** Extracted material **

________________________

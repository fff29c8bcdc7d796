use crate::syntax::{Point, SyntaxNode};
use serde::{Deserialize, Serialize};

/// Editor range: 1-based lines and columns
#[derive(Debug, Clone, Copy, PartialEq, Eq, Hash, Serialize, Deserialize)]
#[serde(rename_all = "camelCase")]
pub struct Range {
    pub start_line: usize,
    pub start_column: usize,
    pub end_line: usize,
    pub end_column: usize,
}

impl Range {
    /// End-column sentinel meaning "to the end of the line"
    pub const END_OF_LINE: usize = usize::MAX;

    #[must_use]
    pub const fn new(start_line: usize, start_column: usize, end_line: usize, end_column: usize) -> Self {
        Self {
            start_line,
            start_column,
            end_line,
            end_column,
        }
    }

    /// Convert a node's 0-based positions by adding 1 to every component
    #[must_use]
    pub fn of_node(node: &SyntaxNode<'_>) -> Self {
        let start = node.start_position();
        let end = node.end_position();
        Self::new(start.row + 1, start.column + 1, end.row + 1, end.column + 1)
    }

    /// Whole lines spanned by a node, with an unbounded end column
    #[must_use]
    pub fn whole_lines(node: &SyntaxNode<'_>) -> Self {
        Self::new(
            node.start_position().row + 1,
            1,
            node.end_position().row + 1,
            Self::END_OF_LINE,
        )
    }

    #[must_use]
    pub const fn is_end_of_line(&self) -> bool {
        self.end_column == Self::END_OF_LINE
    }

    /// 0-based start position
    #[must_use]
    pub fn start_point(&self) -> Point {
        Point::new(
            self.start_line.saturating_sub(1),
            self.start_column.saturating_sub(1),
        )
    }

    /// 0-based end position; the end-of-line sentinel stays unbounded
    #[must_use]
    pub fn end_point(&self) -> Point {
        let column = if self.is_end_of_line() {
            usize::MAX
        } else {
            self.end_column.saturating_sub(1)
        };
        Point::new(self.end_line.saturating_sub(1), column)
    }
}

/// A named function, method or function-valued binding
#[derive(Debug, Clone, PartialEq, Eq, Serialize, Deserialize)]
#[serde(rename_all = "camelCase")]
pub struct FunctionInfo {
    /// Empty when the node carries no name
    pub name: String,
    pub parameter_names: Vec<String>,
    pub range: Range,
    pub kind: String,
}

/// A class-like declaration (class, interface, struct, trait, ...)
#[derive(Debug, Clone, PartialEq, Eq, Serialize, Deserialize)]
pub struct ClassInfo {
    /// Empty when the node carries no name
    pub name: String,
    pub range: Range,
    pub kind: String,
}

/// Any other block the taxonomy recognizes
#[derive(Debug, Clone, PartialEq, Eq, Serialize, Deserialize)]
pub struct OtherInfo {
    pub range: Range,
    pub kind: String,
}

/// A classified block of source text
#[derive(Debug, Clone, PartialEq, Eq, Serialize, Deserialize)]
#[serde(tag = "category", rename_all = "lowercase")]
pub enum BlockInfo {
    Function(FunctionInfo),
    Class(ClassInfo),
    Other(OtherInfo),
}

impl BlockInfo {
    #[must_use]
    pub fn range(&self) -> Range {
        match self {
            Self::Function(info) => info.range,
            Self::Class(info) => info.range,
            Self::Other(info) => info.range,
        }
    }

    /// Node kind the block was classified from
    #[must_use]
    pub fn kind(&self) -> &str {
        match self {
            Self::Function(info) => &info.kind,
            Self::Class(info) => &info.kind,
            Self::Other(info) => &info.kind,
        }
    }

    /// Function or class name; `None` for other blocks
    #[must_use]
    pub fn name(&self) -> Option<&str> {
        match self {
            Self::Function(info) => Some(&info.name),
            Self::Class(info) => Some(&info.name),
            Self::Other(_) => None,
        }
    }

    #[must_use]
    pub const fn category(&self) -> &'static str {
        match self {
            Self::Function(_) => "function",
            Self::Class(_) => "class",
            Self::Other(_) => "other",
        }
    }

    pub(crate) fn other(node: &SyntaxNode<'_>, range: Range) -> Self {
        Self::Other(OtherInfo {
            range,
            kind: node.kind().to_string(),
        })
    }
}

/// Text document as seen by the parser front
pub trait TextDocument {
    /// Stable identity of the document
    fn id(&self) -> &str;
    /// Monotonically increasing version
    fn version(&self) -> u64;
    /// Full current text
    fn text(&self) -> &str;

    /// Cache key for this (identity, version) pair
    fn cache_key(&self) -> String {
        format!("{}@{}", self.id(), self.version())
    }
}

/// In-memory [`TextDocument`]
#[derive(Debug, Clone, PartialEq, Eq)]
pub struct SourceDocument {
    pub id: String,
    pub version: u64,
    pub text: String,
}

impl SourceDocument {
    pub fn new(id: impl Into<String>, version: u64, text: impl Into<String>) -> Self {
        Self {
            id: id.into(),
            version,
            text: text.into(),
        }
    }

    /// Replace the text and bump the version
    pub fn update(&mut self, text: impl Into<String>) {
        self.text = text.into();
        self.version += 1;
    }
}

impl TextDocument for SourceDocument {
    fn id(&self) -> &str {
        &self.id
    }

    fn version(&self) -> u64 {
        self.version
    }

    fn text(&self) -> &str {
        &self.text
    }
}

________________________

** Instructions for the task **
Retype exactly the lines of the data above, starting at its first line and finishing with the line that has "End-column sentinel meaning" in it.

** Output below **
repository fff29c8bcdc7d796
use crate::syntax::{Point, SyntaxNode};
use serde::{Deserialize, Serialize};

/// Editor range: 1-based lines and columns
#[derive(Debug, Clone, Copy, PartialEq, Eq, Hash, Serialize, Deserialize)]
#[serde(rename_all = "camelCase")]
pub struct Range {
    pub start_line: usize,
    pub start_column: usize,
    pub end_line: usize,
    pub end_column: usize,
}

impl Range {
    /// End-column sentinel meaning "to the end of the line"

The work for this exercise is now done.